We’re just getting ahead of everything just in case the loss don’t change. And we think these underperforming assets and some of the BYOB are underperforming, and they will be much better under the new branded concept. So that’s kind of where our focus is. I think we’ve got to — one thing I’ll say about being happy to focus on Bombshells for the last 2.5 months is that it’s really brought the team, especially upper management focus back to what are we really doing? What is our cap lock to station I don’t know. I guess really putting microscope to the existing assets. And that’s why you’ve seen us change. I mean we’ve had 4 clubs now that we’re going to close and rebrand I think that’s going to be a big increase as we move forward to the end of this year.

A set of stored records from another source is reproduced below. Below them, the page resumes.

//! Chrome backend
//!
//! Handles Chrome discovery and launch, and implements [`Driver`] over the
//! CDP session of a single page.
//!
//! Query results are tagged in the DOM with a `data-orderpilot-ref`
//! attribute; an [`ElementHandle`] is the CSS selector for that tag, so it
//! stays valid until the element is re-tagged or removed.

use std::path::{Path, PathBuf};
use std::sync::atomic::{AtomicBool, AtomicU64, Ordering};
use std::time::{Duration, Instant};

use async_trait::async_trait;
use rand::Rng;
use serde::Deserialize;
use serde_json::Value;

use crate::cdp::transport::launch_chrome;
use crate::cdp::types::{KeyEventType, MouseEventType};
use crate::cdp::{Connection, Session, Transport};
use crate::config::OrderConfig;
use crate::driver::{Driver, ElementHandle, ElementInfo, ElementQuery};
use crate::error::{Error, Result};

/// Unique user data directories per launch
static BROWSER_COUNTER: AtomicU64 = AtomicU64::new(0);

/// Unique ref prefixes per query
static QUERY_COUNTER: AtomicU64 = AtomicU64::new(0);

const REF_ATTR: &str = "data-orderpilot-ref";

/// Longest text kept per element; page-sized containers are cut here
const MAX_ELEMENT_TEXT: usize = 1000;

const READY_POLL: Duration = Duration::from_millis(50);

/// Look for Chrome or Chromium in the usual install locations
pub fn find_chrome() -> Result<PathBuf> {
    let candidates: &[&str] = if cfg!(target_os = "macos") {
        &[
            "/Applications/Google Chrome.app/Contents/MacOS/Google Chrome",
            "/Applications/Chromium.app/Contents/MacOS/Chromium",
        ]
    } else if cfg!(target_os = "linux") {
        &[
            "/usr/bin/google-chrome",
            "/usr/bin/google-chrome-stable",
            "/usr/bin/chromium",
            "/usr/bin/chromium-browser",
            "/snap/bin/chromium",
        ]
    } else if cfg!(target_os = "windows") {
        &[
            r"C:\Program Files\Google\Chrome\Application\chrome.exe",
            r"C:\Program Files (x86)\Google\Chrome\Application\chrome.exe",
        ]
    } else {
        &[]
    };

    candidates
        .iter()
        .map(Path::new)
        .find(|path| path.exists())
        .map(Path::to_path_buf)
        .ok_or(Error::ChromeNotFound)
}

fn chrome_args(config: &OrderConfig, user_data_dir: &Path) -> Vec<String> {
    let mut args = vec![
        "--no-first-run".into(),
        "--no-default-browser-check".into(),
        "--no-sandbox".into(),
        "--disable-dev-shm-usage".into(),
        "--disable-popup-blocking".into(),
        "--disable-sync".into(),
        "--disable-translate".into(),
        "--password-store=basic".into(),
        "--window-size=1366,900".into(),
        format!("--user-data-dir={}", user_data_dir.display()),
    ];
    if config.headless {
        args.push("--headless=new".into());
    }
    args
}

/// One Chrome process driving one page
pub struct ChromeDriver {
    connection: Connection,
    session: Session,
    /// Removed on close or drop
    user_data_dir: PathBuf,
    closed: AtomicBool,
}

impl ChromeDriver {
    /// Launch Chrome and open a blank page
    pub async fn launch(config: &OrderConfig) -> Result<Self> {
        let instance = BROWSER_COUNTER.fetch_add(1, Ordering::Relaxed);
        let user_data_dir = std::env::temp_dir().join(format!(
            "orderpilot-{}-{}",
            std::process::id(),
            instance
        ));
        let _ = std::fs::remove_dir_all(&user_data_dir);
        std::fs::create_dir_all(&user_data_dir)?;

        let chrome_path = match &config.chrome_path {
            Some(path) => PathBuf::from(path),
            None => find_chrome()?,
        };

        tracing::info!(path = %chrome_path.display(), headless = config.headless, "launching Chrome");
        let (child, ws_url) = launch_chrome(&chrome_path, &chrome_args(config, &user_data_dir))?;
        let connection = Connection::new(Transport::connect(child, &ws_url)?);

        let version = connection.version().await?;
        tracing::info!(version = %version, "connected to Chrome");

        let session = connection.open_page().await?;

        Ok(Self {
            connection,
            session,
            user_data_dir,
            closed: AtomicBool::new(false),
        })
    }

    async fn evaluate_string(&self, expression: &str) -> Result<String> {
        match self.session.evaluate(expression).await? {
            Value::String(s) => Ok(s),
            Value::Null => Ok(String::new()),
            other => Ok(other.to_string()),
        }
    }

    async fn wait_until_loaded(&self, url: &str, timeout: Duration) -> Result<()> {
        let deadline = Instant::now() + timeout;
        loop {
            // readyState is unavailable mid-navigation; keep polling
            if let Ok(Value::String(state)) = self.session.evaluate("document.readyState").await {
                if state == "complete" {
                    return Ok(());
                }
            }
            if Instant::now() >= deadline {
                return Err(Error::Timeout(format!(
                    "{url} did not finish loading within {}ms",
                    timeout.as_millis()
                )));
            }
            tokio::time::sleep(READY_POLL).await;
        }
    }
}

#[async_trait]
impl Driver for ChromeDriver {
    async fn goto(&self, url: &str, timeout: Duration) -> Result<()> {
        tracing::debug!(url, "navigating");
        self.session.navigate(url).await?;
        self.wait_until_loaded(url, timeout).await
    }

    async fn query(&self, query: &ElementQuery) -> Result<Vec<ElementInfo>> {
        let prefix = format!("q{}", QUERY_COUNTER.fetch_add(1, Ordering::Relaxed));
        let value = self.session.evaluate(&query_script(query, &prefix)?).await?;
        let raw: Vec<RawElement> = serde_json::from_value(value)?;
        tracing::trace!(?query, matches = raw.len(), "element query");
        Ok(raw.into_iter().map(RawElement::into_info).collect())
    }

    async fn click(&self, element: &ElementHandle) -> Result<()> {
        let selector = serde_json::to_string(&element.0)?;
        self.session
            .evaluate(&format!(
                "document.querySelector({selector})?.scrollIntoView({{block: 'center'}})"
            ))
            .await?;

        let node_id = self.session.query_selector(&element.0).await?;
        let (x, y) = self
            .session
            .get_box_model(node_id)
            .await?
            .center()
            .ok_or_else(|| Error::cdp("DOM.getBoxModel", -1, "element has no box model"))?;

        self.session
            .dispatch_mouse_event(MouseEventType::MouseMoved, x, y)
            .await?;
        self.session
            .dispatch_mouse_event(MouseEventType::MousePressed, x, y)
            .await?;
        self.session
            .dispatch_mouse_event(MouseEventType::MouseReleased, x, y)
            .await?;
        Ok(())
    }

    async fn type_text(
        &self,
        element: &ElementHandle,
        text: &str,
        keystroke_delay: Duration,
    ) -> Result<()> {
        let node_id = self.session.query_selector(&element.0).await?;
        self.session.focus(node_id).await?;

        let selector = serde_json::to_string(&element.0)?;
        self.session
            .evaluate(&format!(
                "(() => {{ const el = document.querySelector({selector}); \
                 if (el && 'value' in el) {{ el.select?.(); el.value = ''; \
                 el.dispatchEvent(new Event('input', {{bubbles: true}})); }} }})()"
            ))
            .await?;

        let jitter_ms = keystroke_delay.as_millis() as u64 / 2;
        for ch in text.chars() {
            let key = ch.to_string();
            self.session
                .dispatch_key_event(KeyEventType::KeyDown, Some(&key), None)
                .await?;
            self.session
                .dispatch_key_event(KeyEventType::Char, Some(&key), Some(&key))
                .await?;
            self.session
                .dispatch_key_event(KeyEventType::KeyUp, Some(&key), None)
                .await?;

            if !keystroke_delay.is_zero() {
                let jitter = rand::thread_rng().gen_range(0..=jitter_ms);
                tokio::time::sleep(keystroke_delay + Duration::from_millis(jitter)).await;
            }
        }
        Ok(())
    }

    async fn page_text(&self) -> Result<String> {
        self.evaluate_string("document.body ? document.body.innerText : ''")
            .await
    }

    async fn page_html(&self) -> Result<String> {
        self.evaluate_string("document.documentElement.outerHTML")
            .await
    }

    async fn screenshot(&self) -> Result<Vec<u8>> {
        self.session.capture_screenshot().await
    }

    async fn close(&self) -> Result<()> {
        if self.closed.swap(true, Ordering::SeqCst) {
            return Ok(());
        }
        tracing::debug!("closing Chrome");
        let closed = self.connection.close().await;
        let _ = std::fs::remove_dir_all(&self.user_data_dir);
        closed
    }
}

impl Drop for ChromeDriver {
    fn drop(&mut self) {
        // The transport kills Chrome on drop
        let _ = std::fs::remove_dir_all(&self.user_data_dir);
    }
}

/// Element descriptor as returned by [`query_script`]
#[derive(Debug, Deserialize)]
struct RawElement {
    r#ref: String,
    tag: String,
    #[serde(default)]
    text: String,
    placeholder: Option<String>,
    label: Option<String>,
    checked: Option<bool>,
    visible: bool,
    #[serde(default)]
    context: String,
}

impl RawElement {
    fn into_info(self) -> ElementInfo {
        ElementInfo {
            handle: ElementHandle(format!("[{REF_ATTR}=\"{}\"]", self.r#ref)),
            tag: self.tag,
            text: self.text,
            placeholder: self.placeholder,
            label: self.label.map(|l| l.trim().to_string()).filter(|l| !l.is_empty()),
            checked: self.checked,
            visible: self.visible,
            context: self.context,
        }
    }
}

/// JavaScript that collects the matches for `query`, tags each with
/// `<prefix>-<index>`, and returns their descriptors
fn query_script(query: &ElementQuery, prefix: &str) -> Result<String> {
    let collect = match query {
        ElementQuery::Css(selector) => format!(
            "Array.from(document.querySelectorAll({}))",
            serde_json::to_string(selector)?
        ),
        ElementQuery::XPath(expression) => format!(
            "(() => {{ const r = document.evaluate({}, document, null, \
             XPathResult.ORDERED_NODE_SNAPSHOT_TYPE, null); const out = []; \
             for (let i = 0; i < r.snapshotLength; i++) out.push(r.snapshotItem(i)); \
             return out; }})()",
            serde_json::to_string(expression)?
        ),
    };

    Ok(format!(
        r#"(() => {{
    const cut = (s) => (s || '').trim().slice(0, {MAX_ELEMENT_TEXT});
    return {collect}.filter((el) => el instanceof Element).map((el, i) => {{
        const ref = '{prefix}-' + i;
        el.setAttribute('{REF_ATTR}', ref);
        const rect = el.getBoundingClientRect();
        const style = window.getComputedStyle(el);
        const visible = rect.width > 0 && rect.height > 0
            && style.visibility !== 'hidden' && style.display !== 'none';
        let label = el.getAttribute('aria-label');
        if (!label && el.labels && el.labels.length) label = el.labels[0].innerText;
        if (!label && el.closest('label')) label = el.closest('label').innerText;
        const isInput = el.tagName === 'INPUT';
        const toggles = isInput && (el.type === 'radio' || el.type === 'checkbox');
        const aria = el.getAttribute('aria-checked');
        return {{
            ref,
            tag: el.tagName.toLowerCase(),
            text: cut(toggles ? '' : isInput ? el.value : (el.innerText || el.textContent)),
            placeholder: el.getAttribute('placeholder'),
            label: label || null,
            checked: toggles ? el.checked : (aria === null ? null : aria === 'true'),
            visible,
            context: cut(el.parentElement ? el.parentElement.innerText : ''),
        }};
    }});
}})()"#
    ))
}
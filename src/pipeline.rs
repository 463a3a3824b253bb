//! Order placement pipeline
//!
//! Runs parse, menu load, cart, checkout, and submission strictly in
//! sequence against one [`Driver`]. Whatever happens, the caller gets an
//! [`OrderResult`] back; errors never escape this module.

use crate::browser::ChromeDriver;
use crate::cart::CartBuilder;
use crate::checkout::{CheckoutFlow, CheckoutStage, GuestInfo};
use crate::config::OrderConfig;
use crate::diagnostics::Recorder;
use crate::driver::{settle, Driver};
use crate::error::{Error, Result};
use crate::finalize::{Confirmation, Finalizer};
use crate::locator::Locator;
use crate::order::{OrderRequest, OrderResult};
use crate::parser::parse_items;

/// Snapshot label for the capture taken after an abort
pub const ERROR_SNAPSHOT_LABEL: &str = "error";

/// Places pickup orders on one restaurant's site
#[derive(Debug, Clone)]
pub struct OrderPilot {
    config: OrderConfig,
    locator: Locator,
}

impl OrderPilot {
    pub fn new(config: OrderConfig) -> Self {
        Self {
            config,
            locator: Locator::default(),
        }
    }

    /// Replace the default locator strategies
    pub fn with_locator(mut self, locator: Locator) -> Self {
        self.locator = locator;
        self
    }

    pub fn config(&self) -> &OrderConfig {
        &self.config
    }

    /// Launch Chrome, place the order, and close Chrome again.
    /// The browser is closed on every path, including failures.
    pub async fn place_order(&self, request: &OrderRequest) -> OrderResult {
        if let Err(e) = request.validate() {
            return rejected(e);
        }

        let driver = match ChromeDriver::launch(&self.config).await {
            Ok(driver) => driver,
            Err(e) => {
                let e = Error::automation(CheckoutStage::MenuLoaded, e);
                tracing::error!(error = %e, "could not start browser");
                let mut result = OrderResult::default();
                result.fail(&e);
                return result;
            }
        };

        let result = self.place_order_with(&driver, request).await;

        if let Err(e) = driver.close().await {
            tracing::warn!(error = %e, "browser teardown failed");
        }
        result
    }

    /// Place the order through an already open driver. The driver is left
    /// open; closing it is the caller's job.
    pub async fn place_order_with(&self, driver: &dyn Driver, request: &OrderRequest) -> OrderResult {
        if let Err(e) = request.validate() {
            return rejected(e);
        }

        let mut result = OrderResult::default();
        let mut recorder = Recorder::new(
            self.config.screenshot_dir.clone(),
            self.config.page_state_limit,
        );

        match self.run(driver, request, &mut result, &mut recorder).await {
            Ok(confirmation) => {
                tracing::info!(
                    confirmation = %confirmation.order_number,
                    pickup = %confirmation.pickup_estimate,
                    total = ?confirmation.total,
                    "order placed"
                );
                result.confirmation_number = Some(confirmation.order_number);
                result.estimated_pickup_time = Some(confirmation.pickup_estimate);
                result.total_amount = confirmation.total;
                result.succeed();
            }
            Err(e) => {
                tracing::error!(
                    error = %e,
                    cause = %e.root_cause(),
                    "order automation aborted"
                );
                if self.config.screenshot_on_error {
                    result.page_state = recorder.capture_failure(driver, ERROR_SNAPSHOT_LABEL).await;
                }
                result.fail(&e);
            }
        }

        result.diagnostics = recorder.into_records();
        result
    }

    /// Every error returned here is an `AutomationFailure` naming the stage
    /// that was being attempted
    async fn run(
        &self,
        driver: &dyn Driver,
        request: &OrderRequest,
        result: &mut OrderResult,
        recorder: &mut Recorder,
    ) -> Result<Confirmation> {
        let config = &self.config;

        let items = parse_items(&request.order_items);
        if items.is_empty() {
            return Err(Error::automation(
                CheckoutStage::MenuLoaded,
                Error::InvalidRequest("order_items contains no items".into()),
            ));
        }
        tracing::info!(items = items.len(), customer = %request.customer_name, "placing order");
        result.items = items.clone();

        driver
            .goto(&config.restaurant_url, config.navigation_timeout)
            .await
            .map_err(|e| Error::automation(CheckoutStage::MenuLoaded, e))?;
        settle(config.settle_delay).await;
        tracing::info!(stage = %CheckoutStage::MenuLoaded, url = %config.restaurant_url, "menu loaded");
        recorder
            .capture(driver, CheckoutStage::MenuLoaded.as_str())
            .await;

        CartBuilder::new(driver, &self.locator, config)
            .add_items(&items, recorder)
            .await
            .map_err(|e| Error::automation(CheckoutStage::CartFilled, e))?;
        tracing::info!(stage = %CheckoutStage::CartFilled, "cart filled");
        recorder
            .capture(driver, CheckoutStage::CartFilled.as_str())
            .await;

        let guest = GuestInfo::new(&request.customer_name, &request.customer_phone, config);
        let mut flow = CheckoutFlow::new(driver, &self.locator, config);
        if let Err(e) = flow.run(&guest, request.instructions(), recorder).await {
            return Err(Error::automation(flow.next_stage(), e));
        }

        let finalizer = Finalizer::new(driver, &self.locator, config);
        finalizer
            .submit()
            .await
            .map_err(|e| Error::automation(CheckoutStage::OrderPlaced, e))?;
        recorder
            .capture(driver, CheckoutStage::OrderPlaced.as_str())
            .await;

        Ok(finalizer.extract().await)
    }
}

/// Result for a request that failed validation; nothing was touched
fn rejected(error: Error) -> OrderResult {
    tracing::warn!(error = %error, "rejecting order request");
    let mut result = OrderResult::default();
    result.fail(&error);
    result
}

We’ve got the three Bombshells coming online by the end of this year as well, I believe, as well as sometime in the first quarter of fiscal ’25. I think we can get the Baby Dolls the West location open. And then we have no more drag. I mean to put it simply, we’ve had so much track. We’ve got to get rid of this drag. We’ve got to get focused on much quicker ROI that we get from acquisitions versus trying to build these new locations. I mean, I guess it was — I think it’s a great theory, and I think it was working, but the systems broke right now because governments just take forever, building permits taking forever, inspections take forever and it’s adding six months’ time, well when interest rates were 4% and 5%, that extra six months didn’t cost us very much.